Abstract

To assess the sources of population differentiation in Late Bronze Age Western Siberia, measurements of 68 cranial samples of this and earlier periods were processed with multivariate statistical methods. Results support the idea of at least two post-Afanasyevo migrations to Siberia from the west—pre-Andronovo and Andronovo. The former was represented by Chaa-Khol, Yelunino, and Samus people. Those associated with Karakol culture partly resemble the above and partly both autochthonous populations—that of Baraba (“Northern Eurasian formation”) and that of Okunev culture (“Southern Eurasian formation”), which appear to be two extremes of a single continuum. Differences between the two Andronovo traditions, Fedorovka and Alakul, are likely due to the local substratum in the former rather than to various origins.
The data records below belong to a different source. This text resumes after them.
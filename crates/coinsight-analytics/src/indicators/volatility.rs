//! 변동성 지표 (Volatility Indicators).
//!
//! 가격 변동성을 측정하는 지표를 제공합니다.
//! - Bollinger Bands (볼린저 밴드)

use rust_decimal::Decimal;
use rust_decimal_macros::dec;
use serde::{Deserialize, Serialize};

use super::trend::validate_window;
use super::IndicatorResult;

/// 제곱근 근사 최대 반복 횟수.
const SQRT_MAX_ITERATIONS: usize = 100;

/// 볼린저 밴드 파라미터.
#[derive(Debug, Clone, Copy, Serialize, Deserialize)]
pub struct BollingerBandsParams {
    /// 이동평균 기간 (기본: 20).
    pub period: usize,
    /// 표준편차 배수 (기본: 2.0).
    pub std_dev_multiplier: Decimal,
}

impl Default for BollingerBandsParams {
    fn default() -> Self {
        Self {
            period: 20,
            std_dev_multiplier: dec!(2.0),
        }
    }
}

/// 볼린저 밴드 결과.
#[derive(Debug, Clone, Copy, Default, PartialEq, Serialize, Deserialize)]
pub struct BollingerBandsResult {
    /// 상단 밴드 (MA + k × σ).
    pub upper: Option<Decimal>,
    /// 중간 밴드 (이동평균).
    pub middle: Option<Decimal>,
    /// 하단 밴드 (MA - k × σ).
    pub lower: Option<Decimal>,
}

/// 변동성 지표 계산기.
#[derive(Debug, Default)]
pub struct VolatilityIndicators;

impl VolatilityIndicators {
    /// 새로운 변동성 지표 계산기 생성.
    pub fn new() -> Self {
        Self
    }

    /// 볼린저 밴드 계산.
    ///
    /// 상단 밴드 = MA + (k × σ)
    /// 중간 밴드 = MA (이동평균)
    /// 하단 밴드 = MA - (k × σ)
    ///
    /// σ는 모집단 표준편차입니다.
    pub fn bollinger_bands(
        &self,
        prices: &[Decimal],
        params: BollingerBandsParams,
    ) -> IndicatorResult<Vec<BollingerBandsResult>> {
        let period = params.period;
        validate_window(prices.len(), period)?;

        let period_decimal = Decimal::from(period);
        let mut result = vec![BollingerBandsResult::default(); period - 1];
        result.reserve(prices.len() + 1 - period);

        for window in prices.windows(period) {
            let ma = window.iter().sum::<Decimal>() / period_decimal;

            let variance = window
                .iter()
                .map(|&p| {
                    let diff = p - ma;
                    diff * diff
                })
                .sum::<Decimal>()
                / period_decimal;

            let deviation = params.std_dev_multiplier * sqrt_decimal(variance);

            result.push(BollingerBandsResult {
                upper: Some(ma + deviation),
                middle: Some(ma),
                lower: Some(ma - deviation),
            });
        }

        Ok(result)
    }
}

/// Decimal 제곱근 계산 (Newton-Raphson 방법).
///
/// 값이 수렴할 때까지 반복합니다. 0 이하는 0입니다.
pub fn sqrt_decimal(value: Decimal) -> Decimal {
    if value <= Decimal::ZERO {
        return Decimal::ZERO;
    }

    let two = dec!(2);
    let mut x = if value > Decimal::ONE { value / two } else { Decimal::ONE };

    for _ in 0..SQRT_MAX_ITERATIONS {
        let next = (x + value / x) / two;
        if next == x {
            break;
        }
        x = next;
    }

    x
}
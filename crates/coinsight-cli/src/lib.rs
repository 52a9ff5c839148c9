//! CLI 도구 모음.
//!
//! 이 crate는 다음 기능을 제공합니다:
//! - 로그인 후 코인 분석 (`analyze`)
//! - 배포용 비밀번호 해시 생성 (`hash-password`)
//! - 텍스트/JSON 보고서 렌더링

pub mod commands;
pub mod report;
#[cfg(test)]
mod tests {
    use super::*;
    use chrono::{Duration, TimeZone, Utc};
    use coinsight_core::PricePoint;
    use proptest::prelude::*;

    use crate::indicators::{IndicatorError, IndicatorResult, IndicatorSeries};

    /// 고정 스냅샷을 반환하는 테스트용 제공자.
    struct FixedProvider {
        snapshots: Vec<IndicatorSnapshot>,
    }

    impl IndicatorProvider for FixedProvider {
        fn compute(&self, _prices: &[Decimal]) -> IndicatorResult<IndicatorSeries> {
            Ok(IndicatorSeries::new(self.snapshots.clone()))
        }
    }

    struct FailingProvider;

    impl IndicatorProvider for FailingProvider {
        fn compute(&self, _prices: &[Decimal]) -> IndicatorResult<IndicatorSeries> {
            Err(IndicatorError::CalculationError("broken".to_string()))
        }
    }

    fn series_of(prices: &[Decimal]) -> PriceSeries {
        let start = Utc.with_ymd_and_hms(2024, 3, 1, 0, 0, 0).unwrap();
        let points = prices
            .iter()
            .enumerate()
            .map(|(i, p)| PricePoint::new(start + Duration::hours(i as i64), *p))
            .collect();
        PriceSeries::new(points).unwrap()
    }

    fn flat_series(count: usize, price: Decimal) -> PriceSeries {
        series_of(&vec![price; count])
    }

    /// 마지막 시점에만 `latest`, 직전 시점에 `previous`를 둔 스냅샷 목록.
    fn snapshots_with(
        count: usize,
        previous: IndicatorSnapshot,
        latest: IndicatorSnapshot,
    ) -> Vec<IndicatorSnapshot> {
        let mut snapshots = vec![IndicatorSnapshot::default(); count];
        snapshots[count - 2] = previous;
        snapshots[count - 1] = latest;
        snapshots
    }

    #[test]
    fn test_fewer_than_20_points_is_insufficient() {
        let scorer = TechnicalScorer::new();
        let result = scorer.analyze(&flat_series(19, dec!(100)));

        assert_eq!(result, TechnicalResult::insufficient_data());
    }

    #[test]
    fn test_provider_failure_is_insufficient() {
        let scorer = TechnicalScorer::with_provider(FailingProvider);
        let result = scorer.analyze(&flat_series(30, dec!(100)));

        assert!(result.is_insufficient());
        assert_eq!(result.confidence, 0);
        assert!(result.reasons.is_empty());
    }

    #[test]
    fn test_engineered_strong_buy_round_trip() {
        // RSI 25, 가격 > SMA-20, 크로스 없음, MACD > 시그널, 가격 > 하단 밴드
        let latest = IndicatorSnapshot {
            rsi: Some(dec!(25)),
            sma_20: Some(dec!(95)),
            sma_50: Some(dec!(90)),
            ema_12: Some(dec!(97)),
            macd: Some(dec!(1.5)),
            macd_signal: Some(dec!(1.0)),
            bollinger_high: Some(dec!(110)),
            bollinger_low: Some(dec!(85)),
        };
        let previous = IndicatorSnapshot {
            sma_20: Some(dec!(94)),
            sma_50: Some(dec!(90)),
            ..latest
        };
        let scorer = TechnicalScorer::with_provider(FixedProvider {
            snapshots: snapshots_with(60, previous, latest),
        });

        let result = scorer.analyze(&flat_series(60, dec!(100)));

        assert_eq!(result.score, 50);
        assert_eq!(result.signal, TechnicalSignal::StrongBuy);
        assert_eq!(result.confidence, 90);
        assert_eq!(
            result.reasons,
            vec![
                SignalReason::Oversold,
                SignalReason::AboveSma20,
                SignalReason::PositiveMacd
            ]
        );
        assert_eq!(result.raw.rsi, Some(dec!(25)));
        assert_eq!(result.raw.price, Some(dec!(100)));
    }

    #[test]
    fn test_reasons_truncated_in_evaluation_order() {
        let latest = IndicatorSnapshot {
            rsi: Some(dec!(20)),
            sma_20: Some(dec!(100)),
            sma_50: Some(dec!(99)),
            macd: Some(dec!(2)),
            macd_signal: Some(dec!(1)),
            bollinger_low: Some(dec!(101)),
            ..Default::default()
        };
        let previous = IndicatorSnapshot {
            sma_20: Some(dec!(98)),
            sma_50: Some(dec!(99)),
            ..Default::default()
        };

        // 가격이 SMA-20과 같으면 아래로 취급 (-10)
        let breakdown = evaluate_rules(dec!(100), &latest, Some(&previous), 60);
        assert_eq!(
            breakdown.reasons,
            vec![
                SignalReason::Oversold,
                SignalReason::BelowSma20,
                SignalReason::GoldenCross,
                SignalReason::PositiveMacd,
                SignalReason::LowerBollingerBand,
            ]
        );
        assert_eq!(breakdown.score, 25 - 10 + 20 + 10 + 15);

        let scorer = TechnicalScorer::with_provider(FixedProvider {
            snapshots: snapshots_with(60, previous, latest),
        });
        let result = scorer.analyze(&flat_series(60, dec!(100)));
        assert_eq!(result.reasons.len(), 3);
        assert_eq!(result.reasons[2], SignalReason::GoldenCross);
    }

    #[test]
    fn test_crossover_requires_more_than_50_points() {
        let latest = IndicatorSnapshot {
            sma_20: Some(dec!(101)),
            sma_50: Some(dec!(100)),
            ..Default::default()
        };
        let previous = IndicatorSnapshot {
            sma_20: Some(dec!(99)),
            sma_50: Some(dec!(100)),
            ..Default::default()
        };

        let at_50 = evaluate_rules(dec!(102), &latest, Some(&previous), 50);
        assert!(!at_50.reasons.contains(&SignalReason::GoldenCross));

        let at_51 = evaluate_rules(dec!(102), &latest, Some(&previous), 51);
        assert!(at_51.reasons.contains(&SignalReason::GoldenCross));
    }

    #[test]
    fn test_crossover_two_points_ago_does_not_fire() {
        let crossed = IndicatorSnapshot {
            sma_20: Some(dec!(101)),
            sma_50: Some(dec!(100)),
            ..Default::default()
        };
        let before_cross = IndicatorSnapshot {
            sma_20: Some(dec!(99)),
            sma_50: Some(dec!(100)),
            ..Default::default()
        };
        let still_above = IndicatorSnapshot {
            sma_20: Some(dec!(102)),
            sma_50: Some(dec!(100)),
            ..Default::default()
        };

        let mut snapshots = vec![IndicatorSnapshot::default(); 60];
        snapshots[57] = before_cross;
        snapshots[58] = crossed;
        snapshots[59] = still_above;

        let scorer = TechnicalScorer::with_provider(FixedProvider { snapshots });
        let result = scorer.analyze(&flat_series(60, dec!(103)));

        assert!(!result.reasons.contains(&SignalReason::GoldenCross));
        assert_eq!(result.score, 15);
        assert_eq!(result.signal, TechnicalSignal::Neutral);
        assert_eq!(result.confidence, 50);
    }

    #[test]
    fn test_undefined_indicators_are_skipped() {
        let latest = IndicatorSnapshot::default();
        let breakdown = evaluate_rules(dec!(100), &latest, None, 25);

        assert_eq!(breakdown, ScoreBreakdown::default());
        // 점수 0 → Sell, 신뢰도 50
        assert_eq!(classify_score(breakdown.score), (TechnicalSignal::Sell, 50));
    }

    #[test]
    fn test_overbought_below_average_is_strong_sell() {
        let latest = IndicatorSnapshot {
            rsi: Some(dec!(80)),
            sma_20: Some(dec!(110)),
            ..Default::default()
        };
        let breakdown = evaluate_rules(dec!(100), &latest, None, 30);

        assert_eq!(breakdown.score, -30);
        assert_eq!(classify_score(-30), (TechnicalSignal::StrongSell, 90));
    }

    #[test]
    fn test_classification_thresholds() {
        assert_eq!(classify_score(40), (TechnicalSignal::StrongBuy, 90));
        assert_eq!(classify_score(39), (TechnicalSignal::Buy, 89));
        assert_eq!(classify_score(20), (TechnicalSignal::Buy, 70));
        assert_eq!(classify_score(19), (TechnicalSignal::Neutral, 50));
        assert_eq!(classify_score(1), (TechnicalSignal::Neutral, 50));
        assert_eq!(classify_score(0), (TechnicalSignal::Sell, 50));
        assert_eq!(classify_score(-10), (TechnicalSignal::Sell, 60));
        assert_eq!(classify_score(-19), (TechnicalSignal::Sell, 69));
        assert_eq!(classify_score(-20), (TechnicalSignal::StrongSell, 80));
        assert_eq!(classify_score(100), (TechnicalSignal::StrongBuy, 90));
    }

    #[test]
    fn test_macd_reported_once_slow_window_fills() {
        let scorer = TechnicalScorer::new();

        let result = scorer.analyze(&flat_series(30, dec!(100)));
        assert_eq!(result.raw.macd, Some(Decimal::ZERO));

        let result = scorer.analyze(&flat_series(25, dec!(100)));
        assert_eq!(result.raw.macd, None);
    }

    #[test]
    fn test_analysis_is_idempotent_on_real_indicators() {
        let prices: Vec<Decimal> = (0..80)
            .map(|i| Decimal::from(1000 + (i * 37 % 23) - (i % 7) * 3))
            .collect();
        let series = series_of(&prices);
        let scorer = TechnicalScorer::new();

        let first = scorer.analyze(&series);
        let second = scorer.analyze(&series);

        assert_eq!(first, second);
        assert!(!first.is_insufficient());
        assert!(first.reasons.len() <= MAX_REASONS);
    }

    proptest! {
        #[test]
        fn prop_confidence_always_within_bounds(score in any::<i32>()) {
            let (signal, confidence) = classify_score(score);
            prop_assert!(signal != TechnicalSignal::InsufficientData);
            prop_assert!((5..=95).contains(&confidence));
        }

        #[test]
        fn prop_real_series_respects_invariants(
            raw in prop::collection::vec(1u32..100_000, 20..120)
        ) {
            let prices: Vec<Decimal> = raw.iter().map(|v| Decimal::from(*v)).collect();
            let result = TechnicalScorer::new().analyze(&series_of(&prices));

            prop_assert!(!result.is_insufficient());
            prop_assert!((5..=95).contains(&result.confidence));
            prop_assert!(result.reasons.len() <= MAX_REASONS);
        }
    }
}
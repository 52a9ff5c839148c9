//! 신호 분석 엔진.
//!
//! 이 크레이트는 다음을 제공합니다:
//! - 기술적 지표 (RSI, SMA, EMA, MACD, 볼린저 밴드)
//! - 기술적 점수 계산기
//! - 공포/탐욕 지수 기반 심리 점수 계산기
//! - 두 결과를 혼합하는 최종 신호 결합기
//! - 조회부터 결합까지 수행하는 분석 파이프라인
//!
//! # Re-exports
//!
//! - [`indicators`]: 지표 엔진과 지표 제공자
//! - [`technical`]: 규칙 기반 기술적 점수
//! - [`pipeline`]: 분석 파이프라인과 진행 상황 알림

pub mod combiner;
pub mod indicators;
pub mod pipeline;
pub mod sentiment;
pub mod technical;

// Indicators 모듈 re-exports
pub use indicators::{
    // 변동성 지표
    BollingerBandsParams,
    BollingerBandsResult,
    EmaParams,
    IndicatorEngine,
    IndicatorError,
    // 지표 제공자
    IndicatorProvider,
    IndicatorResult,
    IndicatorSeries,
    IndicatorSnapshot,
    MacdParams,
    MacdResult,
    MomentumCalculator,
    // 모멘텀 지표
    RsiParams,
    // 추세 지표
    SmaParams,
    StandardIndicatorProvider,
    TrendIndicators,
    VolatilityIndicators,
};

pub use combiner::SignalCombiner;
pub use pipeline::{
    AnalysisPipeline, AnalysisReport, AnalysisRequest, AnalysisStage, NoProgress,
    ProgressObserver, DEFAULT_DAYS, DEFAULT_VS_CURRENCY,
};
pub use sentiment::SentimentScorer;
pub use technical::{classify_score, evaluate_rules, ScoreBreakdown, TechnicalScorer};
The Karasuk group arose through admixture between Okunev and Andronovo. People associated with the classic Karasuk culture are closer to the former, while those of the Kamenny Log stage tend toward the latter. People of the Upper Irtysh and the Mongun-Taiga people from Baidag III resemble those of Karasuk. Two pooled groups, Irmen and Mongun-Taiga, and the Pakhomovskaya sample indicate a possible admixture between both autochthonous formations, Northern and Southern, as well as Andronovo and Karasuk. Among the so-called Andronoid groups, only Yelovka and Pakhomovskaya, as well as a sample from Yelovka I, suggest admixture between Andronovans and Western Siberian natives, while Cherkaskul and Korchazhka, like the Late Krotovo groups from Sopka and Cherno-Ozerye and the Begazy-Dandybai group of Baraba, deviate from the Northern Eurasian formation toward Okunev rather than Andronovo. Among the two Eurasian formations, the Southern one (i.e., Okunev) was more affected by admixture between the autochthones and the immigrants.